INCISAL ATTRITION – INDICATIONS FOR CONVENTIONAL TREATMENT
Clinical judgment dictates the exact point in time to intervene. From clinical observation, there appears to be no serious acceleration of generalized attrition until:
- the incisal edge shows cratering of the dentin
- the width of the dentin exposed is large enough to accept a 330 bur.
Then it is time to treat.
By the time exposed dentin has become the width of the 330 bur, penetration into the tooth is easy, there is little risk of undermining perimeter incisal edge enamel, and pulpal regression has begun.

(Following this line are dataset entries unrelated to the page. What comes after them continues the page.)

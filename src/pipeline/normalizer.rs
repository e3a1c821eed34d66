//! Intake: turns raw form fields into a timestamped [`Submission`].

use chrono::{DateTime, FixedOffset, Utc};

use crate::pipeline::types::Submission;

/// Offset of the reporting region (+05:30).
const REGION_OFFSET_SECS: i32 = 5 * 3600 + 30 * 60;

fn region_offset() -> FixedOffset {
    FixedOffset::east_opt(REGION_OFFSET_SECS).expect("+05:30 is a valid UTC offset")
}

/// Current time at +05:30.
pub fn region_now() -> DateTime<FixedOffset> {
    Utc::now().with_timezone(&region_offset())
}

/// Build a submission stamped with the current time at +05:30.
///
/// Fields are trimmed but otherwise taken verbatim; empty values are allowed.
pub fn normalize(category: &str, location: &str, description: &str) -> Submission {
    normalize_at(category, location, description, Utc::now())
}

/// Same as [`normalize`] with an explicit clock reading.
pub fn normalize_at(
    category: &str,
    location: &str,
    description: &str,
    now: DateTime<Utc>,
) -> Submission {
    Submission {
        category: category.trim().to_string(),
        location: location.trim().to_string(),
        description: description.trim().to_string(),
        submitted_at: now.with_timezone(&region_offset()),
    }
}

/// Parse a stored ISO-8601 timestamp back into the region offset.
pub fn parse_timestamp(value: &str) -> Option<DateTime<FixedOffset>> {
    DateTime::parse_from_rfc3339(value)
        .ok()
        .map(|ts| ts.with_timezone(&region_offset()))
}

INDICATIONS FOR INCIPIENT TREATMENT
However, earlier treatment may seem desirable, for example, when premature enamel attrition and fracture is compromising the appearance of younger maxillary incisors, see Incisal Attrition Incipient . If a 330 bur is used when the dentin opening is very limited, the perimeter enamel becomes weak from over-cutting and thinning of the natural enamel thickness, and subsequently prone to iatrogenicly-induced crumbling. We have better things to do with our time. Use the right sized bur.
Other indications for early treatment are :
- dentin staining is darkening and spoiling an otherwise perfect smile.
- the maxillary lingual enamel wall begins to crumble, when the antagonist tooth is malposed.
Early interception is desirable while neighboring teeth are still relatively normal in form. If postponed, the final appearance of the restored teeth will be compromised by an overall loss of vertical dimension and shortening of the clinical crown due to passive eruption, i.e. teeth erupting out of the alveolus to compensate for the attrition of the incisal edge.